Endoscopic Management of Zenker Diverticula

Todd H. Baron, MD

Director of Advanced Therapeutic Endoscopy
Department of Medicine
Division of Gastroenterology and Hepatology
University of North Carolina at Chapel Hill School of Medicine
Chapel Hill, North Carolina


G&H  When should a Zenker diverticulum be treated?

TB  Diagnosis and treatment of Zenker diverticula are symptom-driven, as they are uncommonly found incidentally. Treatment, therefore, is focused on treating symptoms. Mild, occasional dysphagia is not necessarily an indication for treatment. Alarm symptoms of coughing while eating, regurgitation of food and/or waking up with food in the mouth or on the pillow, and choking are signs that a patient is at high risk for developing pulmonary aspiration, and should prompt treatment. Additional symptoms to be aware of include documented aspiration pneumonia, overflow aspiration from the diverticulum detected by barium swallow, and a gurgling sensation in the neck. Elderly patients (60-80 years) may complain of reflux and be mistakenly diagnosed as having gastroesophageal reflux.

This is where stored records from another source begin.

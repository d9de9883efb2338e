use chrono::{DateTime, Utc};
use serde::Serialize;

use crate::domain::product::Product;
use crate::domain::types::ProductId;

/// JSON representation of a product returned by the REST API.
#[derive(Debug, Clone, PartialEq, Serialize)]
#[serde(rename_all = "camelCase")]
pub struct ProductDto {
    pub id: i32,
    pub name: String,
    pub description: String,
    pub price: f64,
    pub stock: i32,
    pub image_url: Option<String>,
    pub category: String,
    pub is_active: bool,
    pub created_at: DateTime<Utc>,
}

impl From<Product> for ProductDto {
    fn from(value: Product) -> Self {
        Self {
            id: value.id.get(),
            name: value.name.into_inner(),
            description: value.description.into_inner(),
            price: value.price.get(),
            stock: value.stock.get(),
            image_url: value.image_url.map(Into::into),
            category: value.category.into_inner(),
            is_active: value.is_active,
            created_at: value.created_at.and_utc(),
        }
    }
}

/// Confirmation body returned after a product is deleted.
#[derive(Debug, Clone, PartialEq, Serialize)]
pub struct DeletedProductDto {
    pub message: &'static str,
    pub id: i32,
}

impl From<ProductId> for DeletedProductDto {
    fn from(id: ProductId) -> Self {
        Self {
            message: "Product deleted successfully",
            id: id.get(),
        }
    }
}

However, if a patient experiences new-onset reflux symptoms at an older age, particularly if the refluxate contains food, and a history of coughing while swallowing is elicited, the clinician should consider that the patient is refluxing from a Zenker diverticulum.

G&H  How is a Zenker diverticulum traditionally treated?

TB  Zenker diverticula were historically treated with an open-neck exploration and excision of the diverticulum. Over the years, treatment progressed to an open excision combined with cricopharyngeal myotomy. Further refinement then evolved to cricopharyngeal myotomy performed by ear, nose, and throat (ENT) surgeons, which became standard of care. Currently, the standard treatment is for ENT surgeons to perform endoscopic cricopharyngeal myotomy by passing a stapling device through a long, rigid endoscope. The stapling device cuts the cricopharyngeal muscle and opens the diverticulum into the esophagus. This procedure allows the diverticulum to drain readily into the esophagus and decreases the cricopharyngeal high-pressure zone, which is the cause of the diverticulum. However, the rigid endoscope is not always the optimal choice, as patients need to be able to extend their head to straighten their neck in order to allow the rigid endoscope to pass. Older patients may experience difficulty in straightening their neck due to disease, osteophytes, or other disorders that limit the range of motion in the neck, or in opening their mouth wide enough to allow the endoscope to pass.

G&H  What alternative approach is available to manage this condition, and how is it performed?

TB  The flexible endoscopic approach is performed to achieve the same result as the rigid endoscopic approach, namely to sever or cut the cricopharyngeal muscle and open the diverticulum into the esophagus. Because the flexible endoscope is smaller than the rigid endoscope, large stapling devices cannot be passed through the instrument channel. Therefore, endoscopists adapt electrocautery cutting tools (eg, needle knives and tools used for other endoscopic techniques, including endoscopic retrograde cholangiopancreatography and endoscopic submucosal dissection) to cauterize and cut the cricopharyngeal muscle under direct endoscopic visualization.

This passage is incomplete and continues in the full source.